Work instructions >> Please reproduce each line of the data below as it stands.

Dataset entries:

====================

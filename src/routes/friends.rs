use std::sync::Arc;

use axum::extract::State;

use crate::{
    error::{AppError, AppResult},
    middleware::AuthUser,
    models::{FriendRequest, FriendSummary, Message, PendingRequest},
    services::friends,
};

use super::{
    extract::{Json, Path},
    AppState,
};

pub async fn list(
    State(state): State<Arc<AppState>>,
    auth: AuthUser,
) -> AppResult<Json<Vec<FriendSummary>>> {
    let friends = friends::list_friends(state.store.as_ref(), auth.id).await?;
    Ok(Json(friends))
}

pub async fn requests(
    State(state): State<Arc<AppState>>,
    auth: AuthUser,
) -> AppResult<Json<Vec<PendingRequest>>> {
    let pending = friends::pending_requests(state.store.as_ref(), auth.id).await?;
    Ok(Json(pending))
}

pub async fn send_request(
    State(state): State<Arc<AppState>>,
    auth: AuthUser,
    Json(body): Json<FriendRequest>,
) -> AppResult<Json<Message>> {
    friends::send_request(state.store.as_ref(), auth.id, body.addressee_id).await?;
    Ok(Json(Message::new("Friend request sent")))
}

pub async fn accept(
    State(state): State<Arc<AppState>>,
    auth: AuthUser,
    Path(id): Path<i64>,
) -> AppResult<Json<Message>> {
    friends::accept_request(state.store.as_ref(), auth.id, id).await?;
    Ok(Json(Message::new("Friend request accepted")))
}

/// Takes the id as a string so a non-numeric id gets a specific 400
pub async fn remove(
    State(state): State<Arc<AppState>>,
    auth: AuthUser,
    Path(friend_id): Path<String>,
) -> AppResult<Json<Message>> {
    let friend_id: i64 = friend_id
        .parse()
        .map_err(|_| AppError::InvalidInput("Invalid friend ID".to_string()))?;

    friends::remove_friend(state.store.as_ref(), auth.id, friend_id).await?;
    Ok(Json(Message::new("Friend removed")))
}
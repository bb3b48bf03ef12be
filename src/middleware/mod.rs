pub mod auth;
pub mod request_id;

pub use auth::{AuthUser, Claims, TokenVerifier};
pub use request_id::{make_span_with_request_id, request_id_middleware, RequestId};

====================

Solution to the problem >>
filename src/routes/friends.rs
use std::sync::Arc;

use axum::extract::State;

use crate::{
    error::{AppError, AppResult},
    middleware::AuthUser,
    models::{FriendRequest, FriendSummary, Message, PendingRequest},
    services::friends,
};

use super::{
    extract::{Json, Path},
    AppState,
};

pub async fn list(
    State(state): State<Arc<AppState>>,
    auth: AuthUser,
) -> AppResult<Json<Vec<FriendSummary>>> {
    let friends = friends::list_friends(state.store.as_ref(), auth.id).await?;
    Ok(Json(friends))
}

pub async fn requests(
    State(state): State<Arc<AppState>>,
    auth: AuthUser,
) -> AppResult<Json<Vec<PendingRequest>>> {
    let pending = friends::pending_requests(state.store.as_ref(), auth.id).await?;
    Ok(Json(pending))
}

pub async fn send_request(
    State(state): State<Arc<AppState>>,
    auth: AuthUser,
    Json(body): Json<FriendRequest>,
) -> AppResult<Json<Message>> {
    friends::send_request(state.store.as_ref(), auth.id, body.addressee_id).await?;
    Ok(Json(Message::new("Friend request sent")))
}

pub async fn accept(
    State(state): State<Arc<AppState>>,
    auth: AuthUser,
    Path(id): Path<i64>,
) -> AppResult<Json<Message>> {
    friends::accept_request(state.store.as_ref(), auth.id, id).await?;
    Ok(Json(Message::new("Friend request accepted")))
}

/// Takes the id as a string so a non-numeric id gets a specific 400
pub async fn remove(
    State(state): State<Arc<AppState>>,
    auth: AuthUser,
    Path(friend_id): Path<String>,
) -> AppResult<Json<Message>> {
    let friend_id: i64 = friend_id
        .parse()
        .map_err(|_| AppError::InvalidInput("Invalid friend ID".to_string()))?;

    friends::remove_friend(state.store.as_ref(), auth.id, friend_id).await?;
    Ok(Json(Message::new("Friend removed")))
}
repository bb3b48bf03ef12be
filename src/middleware/mod.rs
pub mod auth;
pub mod request_id;

pub use auth::{AuthUser, Claims, TokenVerifier};
pub use request_id::{make_span_with_request_id, request_id_middleware, RequestId};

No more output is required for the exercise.